### What you have to do
Among the records that follow, find the line with "filename src/matcher/candidates.rs" and the line with "let target = file_name_of(target_filename);". Set down those lines and all lines between them exactly, without adding anything.

Stored items
☆ ☆ ☆

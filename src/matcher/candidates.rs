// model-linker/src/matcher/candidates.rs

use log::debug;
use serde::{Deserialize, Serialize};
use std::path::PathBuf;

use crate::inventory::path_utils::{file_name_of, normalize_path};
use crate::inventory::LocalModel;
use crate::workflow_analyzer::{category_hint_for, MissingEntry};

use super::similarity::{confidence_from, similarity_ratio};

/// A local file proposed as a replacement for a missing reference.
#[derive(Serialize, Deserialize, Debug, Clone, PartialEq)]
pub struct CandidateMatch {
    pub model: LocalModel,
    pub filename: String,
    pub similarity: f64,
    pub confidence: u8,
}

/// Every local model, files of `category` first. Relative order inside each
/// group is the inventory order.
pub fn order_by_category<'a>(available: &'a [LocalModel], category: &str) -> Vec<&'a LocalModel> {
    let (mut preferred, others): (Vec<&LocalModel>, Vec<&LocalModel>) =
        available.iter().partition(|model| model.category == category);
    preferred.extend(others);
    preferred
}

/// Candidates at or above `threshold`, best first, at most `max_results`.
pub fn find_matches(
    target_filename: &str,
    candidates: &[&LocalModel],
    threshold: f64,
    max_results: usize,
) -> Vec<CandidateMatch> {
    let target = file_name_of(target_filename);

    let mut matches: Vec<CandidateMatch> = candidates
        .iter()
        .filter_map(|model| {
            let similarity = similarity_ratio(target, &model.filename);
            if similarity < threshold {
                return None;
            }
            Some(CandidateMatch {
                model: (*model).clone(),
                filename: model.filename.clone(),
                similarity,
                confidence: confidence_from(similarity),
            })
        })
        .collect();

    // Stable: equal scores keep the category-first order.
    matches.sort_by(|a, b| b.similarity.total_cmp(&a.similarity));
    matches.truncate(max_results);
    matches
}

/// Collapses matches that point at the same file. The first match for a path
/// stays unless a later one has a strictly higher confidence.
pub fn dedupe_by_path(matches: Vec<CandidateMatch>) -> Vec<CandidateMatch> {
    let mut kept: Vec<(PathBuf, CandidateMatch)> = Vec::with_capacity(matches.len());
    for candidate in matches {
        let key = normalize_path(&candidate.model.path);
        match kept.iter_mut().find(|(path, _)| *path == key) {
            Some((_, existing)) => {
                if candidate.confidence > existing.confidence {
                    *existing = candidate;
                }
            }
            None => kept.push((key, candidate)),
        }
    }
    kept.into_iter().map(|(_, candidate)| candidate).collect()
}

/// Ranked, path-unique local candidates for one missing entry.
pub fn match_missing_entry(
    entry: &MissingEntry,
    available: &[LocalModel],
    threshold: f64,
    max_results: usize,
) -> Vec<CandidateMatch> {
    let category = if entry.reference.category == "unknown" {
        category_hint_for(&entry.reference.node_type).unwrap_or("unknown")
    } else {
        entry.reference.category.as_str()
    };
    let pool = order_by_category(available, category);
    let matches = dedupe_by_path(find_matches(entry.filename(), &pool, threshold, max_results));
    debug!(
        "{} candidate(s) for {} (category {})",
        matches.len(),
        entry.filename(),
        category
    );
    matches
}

☆ ☆ ☆

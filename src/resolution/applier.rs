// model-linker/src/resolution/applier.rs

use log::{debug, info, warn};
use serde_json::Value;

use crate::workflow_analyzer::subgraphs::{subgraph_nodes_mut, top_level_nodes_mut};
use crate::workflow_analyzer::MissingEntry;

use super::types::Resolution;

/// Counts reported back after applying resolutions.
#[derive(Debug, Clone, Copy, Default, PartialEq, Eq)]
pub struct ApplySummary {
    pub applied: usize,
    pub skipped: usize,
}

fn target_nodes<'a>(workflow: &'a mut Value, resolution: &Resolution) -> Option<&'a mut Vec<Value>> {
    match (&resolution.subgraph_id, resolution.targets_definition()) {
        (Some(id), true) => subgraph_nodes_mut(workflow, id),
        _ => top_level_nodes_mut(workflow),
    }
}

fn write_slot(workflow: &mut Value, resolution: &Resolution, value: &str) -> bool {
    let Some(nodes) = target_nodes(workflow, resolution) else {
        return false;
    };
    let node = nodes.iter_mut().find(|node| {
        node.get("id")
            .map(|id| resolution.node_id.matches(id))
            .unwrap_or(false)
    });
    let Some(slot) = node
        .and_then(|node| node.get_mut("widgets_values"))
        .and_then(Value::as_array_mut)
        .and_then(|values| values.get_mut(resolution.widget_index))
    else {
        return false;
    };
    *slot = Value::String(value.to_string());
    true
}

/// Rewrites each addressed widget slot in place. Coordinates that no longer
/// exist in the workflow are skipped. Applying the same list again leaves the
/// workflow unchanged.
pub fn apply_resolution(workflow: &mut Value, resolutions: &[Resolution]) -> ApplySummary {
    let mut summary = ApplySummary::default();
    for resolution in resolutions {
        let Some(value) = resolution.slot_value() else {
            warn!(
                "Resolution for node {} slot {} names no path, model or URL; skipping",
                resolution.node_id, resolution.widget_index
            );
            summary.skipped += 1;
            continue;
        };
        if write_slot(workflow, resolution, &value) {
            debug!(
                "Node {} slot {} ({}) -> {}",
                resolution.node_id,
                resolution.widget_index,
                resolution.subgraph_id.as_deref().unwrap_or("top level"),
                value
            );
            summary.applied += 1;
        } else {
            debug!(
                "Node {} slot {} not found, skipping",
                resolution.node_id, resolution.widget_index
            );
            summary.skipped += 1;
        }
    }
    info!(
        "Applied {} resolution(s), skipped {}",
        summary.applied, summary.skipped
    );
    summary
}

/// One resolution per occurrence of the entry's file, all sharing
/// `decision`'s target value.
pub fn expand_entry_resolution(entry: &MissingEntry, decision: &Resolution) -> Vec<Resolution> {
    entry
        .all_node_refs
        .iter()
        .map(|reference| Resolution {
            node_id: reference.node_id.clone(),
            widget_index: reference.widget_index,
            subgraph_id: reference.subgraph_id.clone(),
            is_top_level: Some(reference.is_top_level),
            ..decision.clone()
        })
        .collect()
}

☆ ☆ ☆

### Your solution
filename src/matcher/candidates.rs
// model-linker/src/matcher/candidates.rs

use log::debug;
use serde::{Deserialize, Serialize};
use std::path::PathBuf;

use crate::inventory::path_utils::{file_name_of, normalize_path};
use crate::inventory::LocalModel;
use crate::workflow_analyzer::{category_hint_for, MissingEntry};

use super::similarity::{confidence_from, similarity_ratio};

/// A local file proposed as a replacement for a missing reference.
#[derive(Serialize, Deserialize, Debug, Clone, PartialEq)]
pub struct CandidateMatch {
    pub model: LocalModel,
    pub filename: String,
    pub similarity: f64,
    pub confidence: u8,
}

/// Every local model, files of `category` first. Relative order inside each
/// group is the inventory order.
pub fn order_by_category<'a>(available: &'a [LocalModel], category: &str) -> Vec<&'a LocalModel> {
    let (mut preferred, others): (Vec<&LocalModel>, Vec<&LocalModel>) =
        available.iter().partition(|model| model.category == category);
    preferred.extend(others);
    preferred
}

/// Candidates at or above `threshold`, best first, at most `max_results`.
pub fn find_matches(
    target_filename: &str,
    candidates: &[&LocalModel],
    threshold: f64,
    max_results: usize,
) -> Vec<CandidateMatch> {
    let target = file_name_of(target_filename);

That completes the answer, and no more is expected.